//! Grouping of line records into collapsible sections

use crate::line::{LineKind, LineRecord};
use serde::{Deserialize, Serialize};
use std::ops::Range;

/// Hard cap on records per section
pub const MAX_SECTION_LEN: usize = 20;
/// Unchanged sections longer than this start collapsed
pub const COLLAPSE_AFTER: usize = 5;

/// Display classification of a section
#[derive(Debug, Clone, Copy, PartialEq, Eq, Hash, Serialize, Deserialize)]
#[serde(rename_all = "snake_case")]
pub enum SectionKind {
    Unchanged,
    Changed,
    Conflict,
}

impl SectionKind {
    pub fn of(record: &LineRecord) -> Self {
        if record.kind == LineKind::Unchanged {
            SectionKind::Unchanged
        } else if record.is_conflict {
            SectionKind::Conflict
        } else {
            SectionKind::Changed
        }
    }

    /// Upper-case label used in report headers
    pub fn label(self) -> &'static str {
        match self {
            SectionKind::Unchanged => "UNCHANGED",
            SectionKind::Changed => "CHANGED",
            SectionKind::Conflict => "CONFLICT",
        }
    }
}

/// A contiguous run of records sharing one classification
#[derive(Debug, Clone, Copy, PartialEq, Eq, Serialize, Deserialize)]
pub struct Section {
    /// Index of the first record
    pub start: usize,
    /// Index of the last record (inclusive)
    pub end: usize,
    pub kind: SectionKind,
    /// Display hint for long unchanged runs
    pub collapsed_by_default: bool,
}

impl Section {
    pub fn len(&self) -> usize {
        self.end.saturating_sub(self.start) + 1
    }

    /// Sections always hold at least one record
    pub fn is_empty(&self) -> bool {
        false
    }

    /// Half-open range into the record sequence
    pub fn range(&self) -> Range<usize> {
        self.start..self.start + self.len()
    }

    pub fn is_change(&self) -> bool {
        self.kind != SectionKind::Unchanged
    }
}

/// Size limits applied while grouping
#[derive(Debug, Clone, Copy, PartialEq, Eq, Serialize, Deserialize)]
pub struct SectionLimits {
    /// Maximum records per section; 0 is treated as 1
    pub max_len: usize,
    pub collapse_after: usize,
}

impl Default for SectionLimits {
    fn default() -> Self {
        Self {
            max_len: MAX_SECTION_LEN,
            collapse_after: COLLAPSE_AFTER,
        }
    }
}

/// Group records with the default limits
pub fn group(records: &[LineRecord]) -> Vec<Section> {
    group_with(records, SectionLimits::default())
}

pub fn group_with(records: &[LineRecord], limits: SectionLimits) -> Vec<Section> {
    let max_len = limits.max_len.max(1);
    let close = |start: usize, end: usize, kind: SectionKind| Section {
        start,
        end,
        kind,
        collapsed_by_default: kind == SectionKind::Unchanged
            && end - start + 1 > limits.collapse_after,
    };

    let mut sections = Vec::new();
    let mut open: Option<(usize, SectionKind)> = None;

    for (idx, record) in records.iter().enumerate() {
        let kind = SectionKind::of(record);
        match open {
            Some((start, current)) if current == kind && idx - start < max_len => {}
            Some((start, current)) => {
                sections.push(close(start, idx - 1, current));
                open = Some((idx, kind));
            }
            None => open = Some((idx, kind)),
        }
    }

    if let Some((start, kind)) = open {
        sections.push(close(start, records.len() - 1, kind));
    }

    sections
}

#[cfg(test)]
mod tests {
    use super::*;
    use crate::align::align;

    fn unchanged(n: usize) -> Vec<LineRecord> {
        (1..=n).map(|i| LineRecord::unchanged(i, i, "same")).collect()
    }

    fn assert_complete(records: &[LineRecord], sections: &[Section], max_len: usize) {
        let mut next = 0;
        for section in sections {
            assert_eq!(section.start, next, "gap or overlap at {next}");
            assert!(section.len() <= max_len);
            next = section.end + 1;
        }
        assert_eq!(next, records.len());
    }

    #[test]
    fn test_len_of_inverted_bounds_does_not_underflow() {
        // Sections can be built by hand or deserialized from JSON
        let section: Section = serde_json::from_str(
            r#"{"start":5,"end":2,"kind":"unchanged","collapsed_by_default":false}"#,
        )
        .expect("section json");
        assert_eq!(section.len(), 1);
        assert_eq!(section.range(), 5..6);
        assert!(!section.is_empty());
    }

    #[test]
    fn test_empty_input_has_no_sections() {
        assert!(group(&[]).is_empty());
    }

    #[test]
    fn test_single_record_never_collapsed() {
        let sections = group(&unchanged(1));
        assert_eq!(sections.len(), 1);
        assert_eq!(sections[0].len(), 1);
        assert!(!sections[0].collapsed_by_default);
    }

    #[test]
    fn test_identical_three_lines() {
        let records = align("a\nb\nc", "a\nb\nc");
        let sections = group(&records);
        assert_eq!(sections.len(), 1);
        assert_eq!(sections[0].kind, SectionKind::Unchanged);
        assert_eq!((sections[0].start, sections[0].end), (0, 2));
        assert!(!sections[0].collapsed_by_default);
    }

    #[test]
    fn test_appended_line_splits_sections() {
        let records = align("a", "a\nb");
        let sections = group(&records);
        assert_eq!(sections.len(), 2);
        assert_eq!(sections[0].kind, SectionKind::Unchanged);
        assert_eq!(sections[0].len(), 1);
        assert_eq!(sections[1].kind, SectionKind::Changed);
        assert_eq!(sections[1].len(), 1);
    }

    #[test]
    fn test_collapse_hint_only_for_long_unchanged_runs() {
        assert!(!group(&unchanged(5))[0].collapsed_by_default);
        assert!(group(&unchanged(6))[0].collapsed_by_default);

        let changed: Vec<LineRecord> = (1..=8).map(|i| LineRecord::added(i, "new")).collect();
        let sections = group(&changed);
        assert_eq!(sections[0].kind, SectionKind::Changed);
        assert!(!sections[0].collapsed_by_default);
    }

    #[test]
    fn test_long_runs_are_capped() {
        let records = unchanged(45);
        let sections = group(&records);
        let lengths: Vec<usize> = sections.iter().map(Section::len).collect();
        assert_eq!(lengths, vec![20, 20, 5]);
        assert!(sections.iter().all(|s| s.kind == SectionKind::Unchanged));
        assert!(!sections[2].collapsed_by_default);
        assert_complete(&records, &sections, MAX_SECTION_LEN);
    }

    #[test]
    fn test_conflicts_break_changed_runs() {
        let records = vec![
            LineRecord::added(1, "x"),
            LineRecord::modified(1, 2, "abcdef", "abcxyz", 0.5, true),
            LineRecord::removed(2, "y"),
            LineRecord::unchanged(3, 3, "z"),
        ];
        let sections = group(&records);
        let kinds: Vec<SectionKind> = sections.iter().map(|s| s.kind).collect();
        assert_eq!(
            kinds,
            vec![
                SectionKind::Changed,
                SectionKind::Conflict,
                SectionKind::Changed,
                SectionKind::Unchanged,
            ]
        );
        assert_complete(&records, &sections, MAX_SECTION_LEN);
    }

    #[test]
    fn test_sections_cover_every_record() {
        let old = (0..60).map(|i| format!("line {i}")).collect::<Vec<_>>().join("\n");
        let new = (0..60)
            .map(|i| match i % 7 {
                0 => format!("line {i} changed"),
                3 => format!("totally different {i}"),
                _ => format!("line {i}"),
            })
            .collect::<Vec<_>>()
            .join("\n");
        let records = align(&old, &new);
        let sections = group(&records);
        assert_complete(&records, &sections, MAX_SECTION_LEN);
    }

    #[test]
    fn test_zero_max_len_treated_as_one() {
        let records = unchanged(3);
        let sections = group_with(
            &records,
            SectionLimits {
                max_len: 0,
                collapse_after: 5,
            },
        );
        assert_eq!(sections.len(), 3);
        assert_complete(&records, &sections, 1);
    }
}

______

In the answer, give the lines from the first line of the data through the line with "Hash, Serialize, Deserialize)]", exactly as they appear and with no additions.

//! Grouping of line records into collapsible sections

use crate::line::{LineKind, LineRecord};
use serde::{Deserialize, Serialize};
use std::ops::Range;

/// Hard cap on records per section
pub const MAX_SECTION_LEN: usize = 20;
/// Unchanged sections longer than this start collapsed
pub const COLLAPSE_AFTER: usize = 5;

/// Display classification of a section
#[derive(Debug, Clone, Copy, PartialEq, Eq, Hash, Serialize, Deserialize)]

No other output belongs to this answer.